Het Hebreeuwse zelfstandig naamwoord זהב betekent “Goud”, maar in de context van Genesis 2:12 zou het natuurlijker gelezen worden als een algemene term voor al het kostbare dat is natuurlijk gevonden:
10 Een rivier stroomde uit Eden om de tuin te bevloeien, en daar splitste hij zich en werd het vier rivieren. 11 De naam van de eerste is de Pishon. Het is degene die door het hele land Havilah stroomde, waar goud is . 12 En het goud van dat land is goed; bdellium en onyx steen zijn aanwezig . 13 De naam van de tweede rivier is de Gihon. Het is degene die door het hele land van Cush stroomde. 14 En de naam van de derde rivier is de Tigris, die ten oosten van Assyrië stroomt. En de vierde rivier is de Eufraat. ESV
De zinsnede “bdellium en onyxsteen zijn er” lijkt eerder een uitbreiding van de verwijzing naar goud dan een toevoeging te zijn. Met andere woorden, het lijkt zoiets te betekenen als:
- “het goud van dat land is goed, bijvoorbeeld je kunt zelfs bdellium- en onyxsteen vinden “
in plaats van:
- ” het goud van dat land is goed, en daarnaast kun je bdellium en onyx steen vinden “
Mijn vraag is of dat zo is mogelijk – kan het Hebreeuwse woord hier worden geïnterpreteerd als een algemene term of moet het worden opgevat als specifiek voor het gele edelmetaal?
Antwoord
Het idee in het kort
Wanneer bekeken door de lens van de Joodse traditie, zou de voorgestelde letterlijke vertaling van het vers er als volgt uitzien:
Gen 2:12
And gold of the land is good: there [one finds] the yellow and the red stone.

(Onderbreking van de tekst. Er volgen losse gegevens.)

//! Route handlers.
//!
//! Public routes: `GET /`, `GET /health`. Protected routes (bearer auth):
//! `GET /gpu-status`, `POST /compute`, `POST /batch-compute`.

use crate::domain::error::{ApiError, ApiResult};
use crate::domain::types::{
    BatchComputeResponse, ComputeResponse, HealthResponse, ServiceInfo, StatusResponse,
};
use crate::domain::validation::{validate_batch, validate_compute};
use crate::middleware::ClientIp;
use crate::service::AppState;
use axum::extract::{FromRequest, State};
use axum::Json;
use gpu_compute::ComputationRequest;
use tracing::info;

/// Characters of request data echoed into logs
const LOGGED_DATA_CHARS: usize = 50;

/// JSON body extractor whose rejections render as `{"detail": ...}`.
#[derive(Debug, FromRequest)]
#[from_request(via(axum::Json), rejection(ApiError))]
pub struct ValidJson<T>(pub T);

/// `GET /`
pub async fn root() -> Json<ServiceInfo> {
    Json(ServiceInfo::running())
}

/// `GET /health`
pub async fn health(State(state): State<AppState>) -> Json<HealthResponse> {
    Json(HealthResponse::healthy(state.engine.config().gpu_available))
}

/// `GET /gpu-status`
pub async fn gpu_status(
    State(state): State<AppState>,
    ClientIp(client_ip): ClientIp,
) -> Json<StatusResponse> {
    info!(%client_ip, "GPU status request");
    Json(StatusResponse::new(state.engine.status()))
}

/// `POST /compute`
pub async fn compute(
    State(state): State<AppState>,
    ClientIp(client_ip): ClientIp,
    ValidJson(request): ValidJson<ComputationRequest>,
) -> ApiResult<Json<ComputeResponse>> {
    validate_compute(&request, &state.limits)?;

    info!(
        %client_ip,
        data = %preview(&request.data),
        priority = %request.priority,
        "Computation request"
    );

    let computation = state.engine.run(&request.data, &request.parameters).await;

    Ok(Json(ComputeResponse::new(
        computation,
        request.priority,
        client_ip,
    )))
}

/// `POST /batch-compute`
pub async fn batch_compute(
    State(state): State<AppState>,
    ClientIp(client_ip): ClientIp,
    ValidJson(requests): ValidJson<Vec<ComputationRequest>>,
) -> ApiResult<Json<BatchComputeResponse>> {
    validate_batch(&requests, &state.limits)?;

    info!(%client_ip, batch_size = requests.len(), "Batch computation request");

    let report = state.engine.run_batch(&requests).await;
    info!(
        total = report.total_requests,
        successful = report.successful,
        failed = report.failed,
        "Batch computation finished"
    );

    Ok(Json(BatchComputeResponse::new(report, client_ip)))
}

/// First characters of `data`, for logging.
fn preview(data: &str) -> String {
    data.chars().take(LOGGED_DATA_CHARS).collect()
}
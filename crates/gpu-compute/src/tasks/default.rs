//! Default computation: a bounded trigonometric sum.

use super::run_blocking;
use crate::domain::types::{DefaultOutput, SimulationOutput};
use crate::{ComputationKind, ComputeError, DefaultParams, Simulation};
use rand::Rng;

/// Upper bound on loop iterations actually executed
pub const MAX_EXECUTED_ITERATIONS: u64 = 100_000;

/// Fallback routine for unknown or missing kinds
#[derive(Debug, Clone, Copy, Default)]
pub struct DefaultComputation;

#[async_trait::async_trait]
impl Simulation for DefaultComputation {
    type Params = DefaultParams;
    type Output = SimulationOutput;

    fn kind(&self) -> ComputationKind {
        ComputationKind::Default
    }

    async fn simulate(
        &self,
        data: &str,
        params: DefaultParams,
    ) -> Result<SimulationOutput, ComputeError> {
        // The echoed `iterations` stays uncapped; only the loop is bounded.
        let executed = params.iterations.min(MAX_EXECUTED_ITERATIONS);
        let computed_result = run_blocking(move || trig_sum(executed)).await?;

        Ok(SimulationOutput::Default(DefaultOutput {
            operation: self.kind().operation(),
            input_data: data.to_string(),
            iterations: params.iterations,
            computed_result,
            data_length: data.chars().count(),
            random_number: rand::thread_rng().gen_range(1..=1000),
        }))
    }
}

/// Σ sin(i)·cos(i) for i in [0, n)
fn trig_sum(n: u64) -> f64 {
    (0..n)
        .map(|i| {
            let x = i as f64;
            x.sin() * x.cos()
        })
        .sum()
}
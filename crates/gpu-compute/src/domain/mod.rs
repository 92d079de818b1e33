//! Domain layer: computation kinds, typed parameters, request/result types.

pub mod kind;
pub mod params;
pub mod types;
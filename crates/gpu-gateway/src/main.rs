//! `gpu-service` binary: load configuration from the environment and serve.

use anyhow::{Context, Result};
use gpu_gateway::{init_logging, GpuService, ServiceConfig};
use tracing::info;

#[tokio::main]
async fn main() -> Result<()> {
    let config = ServiceConfig::from_env().context("failed to load configuration")?;
    init_logging(&config.logging)?;

    info!(version = gpu_gateway::VERSION, "GPU compute service initializing");

    let service = GpuService::new(config)?;
    service.start().await?;

    Ok(())
}
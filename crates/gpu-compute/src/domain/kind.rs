//! Computation kinds selected through the `type` parameter.

use super::params::Parameters;
use serde::Serialize;

/// Parameter key holding the kind name
pub const TYPE_KEY: &str = "type";

/// Category of simulated work
#[derive(Debug, Clone, Copy, PartialEq, Eq, Hash, Serialize)]
#[serde(rename_all = "snake_case")]
pub enum ComputationKind {
    MatrixMultiplication,
    NeuralNetwork,
    ImageProcessing,
    Default,
}

impl ComputationKind {
    /// All kinds, in dispatch-table order
    pub const ALL: [ComputationKind; 4] = [
        ComputationKind::MatrixMultiplication,
        ComputationKind::NeuralNetwork,
        ComputationKind::ImageProcessing,
        ComputationKind::Default,
    ];

    /// Resolve a kind name. Unrecognized names fall back to [`ComputationKind::Default`].
    pub fn parse(name: &str) -> Self {
        match name {
            "matrix_multiplication" => ComputationKind::MatrixMultiplication,
            "neural_network" => ComputationKind::NeuralNetwork,
            "image_processing" => ComputationKind::ImageProcessing,
            _ => ComputationKind::Default,
        }
    }

    /// Resolve the kind from a parameter map.
    ///
    /// A missing `type`, or one that is not a string, selects the default kind.
    pub fn from_parameters(parameters: &Parameters) -> Self {
        parameters
            .get(TYPE_KEY)
            .and_then(|value| value.as_str())
            .map(Self::parse)
            .unwrap_or(ComputationKind::Default)
    }

    /// Name accepted in the `type` parameter
    pub fn as_str(&self) -> &'static str {
        match self {
            ComputationKind::MatrixMultiplication => "matrix_multiplication",
            ComputationKind::NeuralNetwork => "neural_network",
            ComputationKind::ImageProcessing => "image_processing",
            ComputationKind::Default => "default",
        }
    }

    /// Value reported in the result's `operation` field
    pub fn operation(&self) -> &'static str {
        match self {
            ComputationKind::MatrixMultiplication => "matrix_multiplication",
            ComputationKind::NeuralNetwork => "neural_network_inference",
            ComputationKind::ImageProcessing => "image_processing",
            ComputationKind::Default => "default_computation",
        }
    }
}

impl std::fmt::Display for ComputationKind {
    fn fmt(&self, f: &mut std::fmt::Formatter<'_>) -> std::fmt::Result {
        f.write_str(self.as_str())
    }
}
//! Request, result envelope, status and batch types.

use super::params::Parameters;
use chrono::{SecondsFormat, Utc};
use serde::{Deserialize, Deserializer, Serialize};
use uuid::Uuid;

/// Default request priority (advisory only)
pub const DEFAULT_PRIORITY: &str = "normal";

/// Current UTC time as an ISO-8601 string with microsecond precision
pub fn utc_timestamp() -> String {
    Utc::now().to_rfc3339_opts(SecondsFormat::Micros, true)
}

// ═══════════════════════════════════════════════════════════════════════════
// REQUEST
// ═══════════════════════════════════════════════════════════════════════════

/// A single computation request
#[derive(Debug, Clone, PartialEq, Serialize, Deserialize)]
pub struct ComputationRequest {
    /// Opaque input echoed back in the result
    pub data: String,
    /// Kind selection (`type`) and per-kind knobs
    #[serde(default, deserialize_with = "null_as_default")]
    pub parameters: Parameters,
    /// Advisory; never affects behavior
    #[serde(default = "default_priority", deserialize_with = "null_as_priority")]
    pub priority: String,
}

impl ComputationRequest {
    pub fn new(data: impl Into<String>, parameters: Parameters) -> Self {
        Self {
            data: data.into(),
            parameters,
            priority: default_priority(),
        }
    }
}

fn default_priority() -> String {
    DEFAULT_PRIORITY.to_string()
}

fn null_as_default<'de, D, T>(deserializer: D) -> Result<T, D::Error>
where
    D: Deserializer<'de>,
    T: Default + Deserialize<'de>,
{
    Ok(Option::<T>::deserialize(deserializer)?.unwrap_or_default())
}

fn null_as_priority<'de, D>(deserializer: D) -> Result<String, D::Error>
where
    D: Deserializer<'de>,
{
    Ok(Option::<String>::deserialize(deserializer)?.unwrap_or_else(default_priority))
}

// ═══════════════════════════════════════════════════════════════════════════
// SIMULATION OUTPUTS
// ═══════════════════════════════════════════════════════════════════════════

/// Matrix multiplication result
#[derive(Debug, Clone, PartialEq, Serialize)]
pub struct MatrixOutput {
    pub operation: &'static str,
    pub input_data: String,
    /// `"NxN"`
    pub matrix_size: String,
    pub result_shape: [usize; 2],
    pub result_sum: f64,
    /// `None` for an empty (0x0) product
    pub result_mean: Option<f64>,
    pub flops: u64,
}

/// Neural network inference result
#[derive(Debug, Clone, PartialEq, Serialize)]
pub struct NeuralNetworkOutput {
    pub operation: &'static str,
    pub input_data: String,
    /// Echoed from the request as given
    pub layers: serde_json::Value,
    pub batch_size: serde_json::Value,
    pub predicted_class: u8,
    pub confidence: f64,
    pub inference_time_ms: f64,
}

/// Image processing result
#[derive(Debug, Clone, PartialEq, Serialize)]
pub struct ImageOutput {
    pub operation: &'static str,
    pub input_data: String,
    /// `"WxH"`
    pub image_dimensions: String,
    pub pixels_processed: u64,
    pub filters_applied: Vec<&'static str>,
    pub processing_time_ms: f64,
}

/// Default computation result
#[derive(Debug, Clone, PartialEq, Serialize)]
pub struct DefaultOutput {
    pub operation: &'static str,
    pub input_data: String,
    /// Requested count, not the executed one
    pub iterations: u64,
    pub computed_result: f64,
    pub data_length: usize,
    pub random_number: u32,
}

/// Result payload of any routine. Serializes as a flat map.
#[derive(Debug, Clone, PartialEq, Serialize)]
#[serde(untagged)]
pub enum SimulationOutput {
    Matrix(MatrixOutput),
    NeuralNetwork(NeuralNetworkOutput),
    Image(ImageOutput),
    Default(DefaultOutput),
}

impl SimulationOutput {
    /// The `operation` field of the payload
    pub fn operation(&self) -> &'static str {
        match self {
            SimulationOutput::Matrix(o) => o.operation,
            SimulationOutput::NeuralNetwork(o) => o.operation,
            SimulationOutput::Image(o) => o.operation,
            SimulationOutput::Default(o) => o.operation,
        }
    }
}

// ═══════════════════════════════════════════════════════════════════════════
// ENVELOPE
// ═══════════════════════════════════════════════════════════════════════════

/// Outcome of one `run`: exactly one of a payload or an error description
#[derive(Debug, Clone, PartialEq)]
pub enum ComputationOutcome {
    Success(SimulationOutput),
    Failure(String),
}

/// Uniform result envelope returned by every computation
#[derive(Debug, Clone, PartialEq)]
pub struct ComputationResult {
    pub outcome: ComputationOutcome,
    /// Wall-clock seconds from entry to return
    pub computation_time: f64,
    pub timestamp: String,
    pub request_id: Uuid,
}

impl ComputationResult {
    /// Stamp an outcome with the current time
    pub fn new(request_id: Uuid, outcome: ComputationOutcome, computation_time: f64) -> Self {
        Self {
            outcome,
            computation_time,
            timestamp: utc_timestamp(),
            request_id,
        }
    }

    pub fn is_success(&self) -> bool {
        matches!(self.outcome, ComputationOutcome::Success(_))
    }

    /// Mirrors `is_success`
    pub fn gpu_used(&self) -> bool {
        self.is_success()
    }

    pub fn result(&self) -> Option<&SimulationOutput> {
        match &self.outcome {
            ComputationOutcome::Success(output) => Some(output),
            ComputationOutcome::Failure(_) => None,
        }
    }

    pub fn error(&self) -> Option<&str> {
        match &self.outcome {
            ComputationOutcome::Success(_) => None,
            ComputationOutcome::Failure(error) => Some(error),
        }
    }
}

impl Serialize for ComputationResult {
    fn serialize<S>(&self, serializer: S) -> Result<S::Ok, S::Error>
    where
        S: serde::Serializer,
    {
        use serde::ser::SerializeStruct;
        let mut state = serializer.serialize_struct("ComputationResult", 6)?;
        state.serialize_field("success", &self.is_success())?;
        match &self.outcome {
            ComputationOutcome::Success(output) => state.serialize_field("result", output)?,
            ComputationOutcome::Failure(error) => state.serialize_field("error", error)?,
        }
        state.serialize_field("computation_time", &self.computation_time)?;
        state.serialize_field("timestamp", &self.timestamp)?;
        state.serialize_field("request_id", &self.request_id)?;
        state.serialize_field("gpu_used", &self.gpu_used())?;
        state.end()
    }
}

// ═══════════════════════════════════════════════════════════════════════════
// STATUS & BATCH
// ═══════════════════════════════════════════════════════════════════════════

/// Synthetic device health, freshly randomized on every call
#[derive(Debug, Clone, PartialEq, Serialize)]
pub struct StatusSnapshot {
    pub gpu_available: bool,
    /// Whole seconds
    pub max_computation_time: u64,
    /// Seconds
    pub simulate_delay: f64,
    /// `"NN%"`
    pub gpu_memory_usage: String,
    /// `"NN°C"`
    pub gpu_temperature: String,
    pub active_processes: u32,
}

/// One entry of a batch run, tagged with its input position
#[derive(Debug, Clone, PartialEq, Serialize)]
pub struct BatchEntry {
    pub index: usize,
    /// Item ran to completion; see `result.success` for its outcome
    pub success: bool,
    pub result: ComputationResult,
}

/// Outcome of a sequential batch run
#[derive(Debug, Clone, PartialEq, Serialize)]
pub struct BatchReport {
    pub total_requests: usize,
    pub successful: usize,
    pub failed: usize,
    pub results: Vec<BatchEntry>,
}

impl BatchReport {
    /// Tally the entries (they must already be in input order)
    pub fn from_entries(results: Vec<BatchEntry>) -> Self {
        let successful = results.iter().filter(|entry| entry.success).count();
        Self {
            total_requests: results.len(),
            successful,
            failed: results.len() - successful,
            results,
        }
    }
}
//! Per-request tracing spans.
//!
//! Every request runs inside an `http_request` span carrying method and
//! path; status and latency are recorded when the response is ready.

use axum::{body::Body, http::Request, response::Response};
use std::task::{Context, Poll};
use std::time::Instant;
use tower::{Layer, Service};
use tracing::{info, info_span, Instrument, Span};

/// Tracing layer that creates spans for each request
#[derive(Clone, Debug, Default)]
pub struct TracingLayer;

impl TracingLayer {
    pub fn new() -> Self {
        Self
    }
}

impl<S> Layer<S> for TracingLayer {
    type Service = TracingService<S>;

    fn layer(&self, inner: S) -> Self::Service {
        TracingService { inner }
    }
}

/// Tracing service
#[derive(Clone, Debug)]
pub struct TracingService<S> {
    inner: S,
}

impl<S> Service<Request<Body>> for TracingService<S>
where
    S: Service<Request<Body>, Response = Response> + Clone + Send + 'static,
    S::Future: Send,
{
    type Response = Response;
    type Error = S::Error;
    type Future = std::pin::Pin<
        Box<dyn std::future::Future<Output = Result<Self::Response, Self::Error>> + Send>,
    >;

    fn poll_ready(&mut self, cx: &mut Context<'_>) -> Poll<Result<(), Self::Error>> {
        self.inner.poll_ready(cx)
    }

    fn call(&mut self, req: Request<Body>) -> Self::Future {
        let mut inner = self.inner.clone();

        let span = info_span!(
            "http_request",
            http.method = %req.method(),
            http.target = %req.uri().path(),
            http.status_code = tracing::field::Empty,
            latency_ms = tracing::field::Empty,
        );

        Box::pin(
            async move {
                let started = Instant::now();
                let result = inner.call(req).await;
                let latency_ms = started.elapsed().as_millis() as u64;

                let span = Span::current();
                span.record("latency_ms", latency_ms);
                if let Ok(response) = &result {
                    span.record("http.status_code", response.status().as_u16());
                    info!(status = response.status().as_u16(), latency_ms, "Request completed");
                }

                result
            }
            .instrument(span),
        )
    }
}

De tweede clausule (na de dubbele punt) zou de eerste clausule wijzigen en uitbreiden. In dit opzicht lijkt de Babylonische Talmoed te verwijzen naar de “gele steen” (gewoonlijk vertaald als bdellium ) en “rode steen” (gewoonlijk vertaald als onyx ) in dit specifieke geval. vers als verwijzingen naar respectievelijk ongelegeerd en gelegeerd goud.
De cantillatietekens van de masoretische tekst zouden deze Talmoedische visie versterken. Dat wil zeggen, de cantillatiemarkeringen rond de gele en de rode steen in de tweede clausule lijken het woord goud in de eerste clausule te wijzigen.
Discussie
Hebreeuwse woorden
Het woord van “bdellium” in dit vers is בְּדֹלַח , en komt slechts twee keer voor in de Hebreeuwse Bijbel (hier en in Nummers 11: 7 ). In het laatste geval wordt verwezen naar Manna, dat in die context wit / geel van kleur blijkt te zijn.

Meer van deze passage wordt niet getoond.